_Task statement_
Look through the records below and collect all lines that hold the string "Some".

━━━━

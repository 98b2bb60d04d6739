//! Removal of the workloads and services of a deleted datacenter

use kube::ResourceExt;
use tracing::{info, warn};

use cassandra_common::crd::{ActionName, CassandraCluster, CassandraClusterSpec, CassandraClusterStatus};
use cassandra_common::events::ClusterEvent;
use cassandra_common::kube_utils::{
    dc_service_name, exporter_service_name, rack_service_name, statefulset_name,
};
use cassandra_common::Error;

use crate::controller::Context;
use crate::guard::Verdict;

/// Delete the objects of every rack that is in `status` but not in the spec.
///
/// Deletions are best effort: an absent object is skipped silently and any
/// other failure is logged before moving on. The status entries of the
/// deleted racks are dropped either way, so an object whose deletion failed
/// is no longer tracked and is reported as leaked. Returns
/// [`Verdict::Allowed`] when there was nothing to delete.
pub async fn delete_dc_objects(
    cc: &CassandraCluster,
    status: &mut CassandraClusterStatus,
    old: &CassandraClusterSpec,
    ctx: &Context,
) -> Result<Verdict, Error> {
    let name = cc.name_any();
    let namespace = cc.namespace().unwrap_or_default();

    let wanted: Vec<String> = cc.spec.dc_racks().iter().map(|r| r.key()).collect();
    let orphans: Vec<String> = status
        .cassandra_rack_status
        .keys()
        .filter(|key| !wanted.contains(key))
        .cloned()
        .collect();
    if orphans.is_empty() {
        return Ok(Verdict::Allowed);
    }

    let old_racks = old.dc_racks();
    let mut leaked = Vec::new();
    for key in &orphans {
        let dc = old_racks
            .iter()
            .find(|r| &r.key() == key)
            .map(|r| r.dc.clone())
            .unwrap_or_else(|| key.split('-').next().unwrap_or_default().to_string());
        info!(cluster = %name, dc_rack = %key, "deleting rack objects");

        let sts = statefulset_name(&name, key);
        if let Err(e) = ctx.kube.delete_statefulset(&namespace, &sts).await {
            if !e.is_not_found() {
                warn!(cluster = %name, dc_rack = %key, error = %e, "cannot delete statefulset");
                leaked.push(format!("StatefulSet {sts}"));
            }
        }
        for service in [
            dc_service_name(&name, &dc),
            rack_service_name(&name, key),
            exporter_service_name(&name, &dc),
        ] {
            if let Err(e) = ctx.kube.delete_service(&namespace, &service).await {
                if !e.is_not_found() {
                    warn!(cluster = %name, dc_rack = %key, service = %service, error = %e, "cannot delete service");
                    leaked.push(format!("Service {service}"));
                }
            }
        }
        status.cassandra_rack_status.remove(key);
    }

    if !leaked.is_empty() {
        warn!(
            cluster = %name,
            objects = %leaked.join(", "),
            "rack status dropped, these objects are left behind and must be deleted by hand"
        );
    }
    status.last_cluster_action = ActionName::DeleteDc;
    ctx.publish(
        cc,
        ClusterEvent::DatacenterRemoved {
            racks: orphans,
            leaked,
        },
    )
    .await;
    Ok(Verdict::DatacenterRemoved)
}

#[cfg(test)]
mod tests {
    use super::*;
    use std::sync::Arc;

    use mockall::predicate::eq;

    use crate::controller::MockKubeClient;
    use crate::fixtures::{cluster, conflict, not_found, running_status, EventCapture};
    use crate::jolokia::MockLiveQueryClient;

    fn context(kube: MockKubeClient) -> Context {
        Context::for_testing(Arc::new(kube), Arc::new(MockLiveQueryClient::new()))
    }

    fn setup() -> (CassandraCluster, CassandraClusterStatus, CassandraClusterSpec) {
        let before = cluster(&[("west", 3, &["r1"]), ("East", 0, &["r1", "r2"])]);
        let status = running_status(&before);
        let after = cluster(&[("west", 3, &["r1"])]);
        (after, status, before.spec)
    }

    #[tokio::test]
    async fn deletes_statefulsets_and_services_of_removed_racks() {
        let (cc, mut status, old) = setup();
        let mut kube = MockKubeClient::new();
        kube.expect_delete_statefulset()
            .with(eq("db"), eq("ring-east-r1"))
            .times(1)
            .returning(|_, _| Ok(()));
        kube.expect_delete_statefulset()
            .with(eq("db"), eq("ring-east-r2"))
            .times(1)
            .returning(|_, _| Ok(()));
        for service in ["ring-east", "ring-east-exporter-jmx"] {
            kube.expect_delete_service()
                .with(eq("db"), eq(service))
                .times(2)
                .returning(|_, _| Ok(()));
        }
        for service in ["ring-east-r1", "ring-east-r2"] {
            kube.expect_delete_service()
                .with(eq("db"), eq(service))
                .times(1)
                .returning(|_, _| Ok(()));
        }

        let verdict = delete_dc_objects(&cc, &mut status, &old, &context(kube))
            .await
            .unwrap();
        assert_eq!(verdict, Verdict::DatacenterRemoved);
        assert_eq!(status.last_cluster_action, ActionName::DeleteDc);
        assert_eq!(
            status.cassandra_rack_status.keys().collect::<Vec<_>>(),
            vec!["west-r1"]
        );
    }

    #[tokio::test]
    async fn second_teardown_is_a_no_op() {
        let (cc, mut status, old) = setup();
        let mut kube = MockKubeClient::new();
        kube.expect_delete_statefulset()
            .times(2)
            .returning(|_, name| Err(not_found("StatefulSet", name)));
        kube.expect_delete_service()
            .times(6)
            .returning(|_, name| Err(not_found("Service", name)));
        let ctx = context(kube);

        let first = delete_dc_objects(&cc, &mut status, &old, &ctx).await.unwrap();
        assert_eq!(first, Verdict::DatacenterRemoved);
        let second = delete_dc_objects(&cc, &mut status, &old, &ctx).await.unwrap();
        assert_eq!(second, Verdict::Allowed);
    }

    #[tokio::test]
    async fn failed_deletion_does_not_stop_the_teardown() {
        let (cc, mut status, old) = setup();
        let mut kube = MockKubeClient::new();
        kube.expect_delete_statefulset()
            .with(eq("db"), eq("ring-east-r1"))
            .times(1)
            .returning(|_, _| Err(conflict()));
        kube.expect_delete_statefulset()
            .with(eq("db"), eq("ring-east-r2"))
            .times(1)
            .returning(|_, _| Ok(()));
        kube.expect_delete_service()
            .times(6)
            .returning(|_, _| Err(Error::internal("api unavailable")));

        let events = EventCapture::default();
        let mut ctx = context(kube);
        ctx.events = Arc::new(events.clone());

        let verdict = delete_dc_objects(&cc, &mut status, &old, &ctx)
            .await
            .unwrap();
        assert_eq!(verdict, Verdict::DatacenterRemoved);
        assert!(!status.cassandra_rack_status.contains_key("east-r2"));

        let Some(ClusterEvent::DatacenterRemoved { racks, leaked }) = events.last() else {
            panic!("expected a DatacenterRemoved event");
        };
        assert_eq!(racks, vec!["east-r1", "east-r2"]);
        assert!(leaked.contains(&"StatefulSet ring-east-r1".to_string()));
        assert!(!leaked.contains(&"StatefulSet ring-east-r2".to_string()));
        assert!(leaked.contains(&"Service ring-east-exporter-jmx".to_string()));
    }

    #[tokio::test]
    async fn clean_teardown_leaks_nothing() {
        let (cc, mut status, old) = setup();
        let mut kube = MockKubeClient::new();
        kube.expect_delete_statefulset().returning(|_, _| Ok(()));
        kube.expect_delete_service()
            .returning(|_, name| Err(not_found("Service", name)));
        let events = EventCapture::default();
        let mut ctx = context(kube);
        ctx.events = Arc::new(events.clone());

        delete_dc_objects(&cc, &mut status, &old, &ctx).await.unwrap();
        assert_eq!(
            events.last(),
            Some(ClusterEvent::DatacenterRemoved {
                racks: vec!["east-r1".to_string(), "east-r2".to_string()],
                leaked: vec![],
            })
        );
    }

    #[tokio::test]
    async fn nothing_to_delete_when_status_matches_spec() {
        let cc = cluster(&[("west", 3, &["r1"])]);
        let mut status = running_status(&cc);
        let kube = MockKubeClient::new();
        let verdict = delete_dc_objects(&cc, &mut status, &cc.spec.clone(), &context(kube))
            .await
            .unwrap();
        assert_eq!(verdict, Verdict::Allowed);
        assert_eq!(status.last_cluster_action, ActionName::Initializing);
    }
}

━━━━

_Answer to the exercise_
        let Some(ClusterEvent::DatacenterRemoved { racks, leaked }) = events.last() else {
            Some(ClusterEvent::DatacenterRemoved {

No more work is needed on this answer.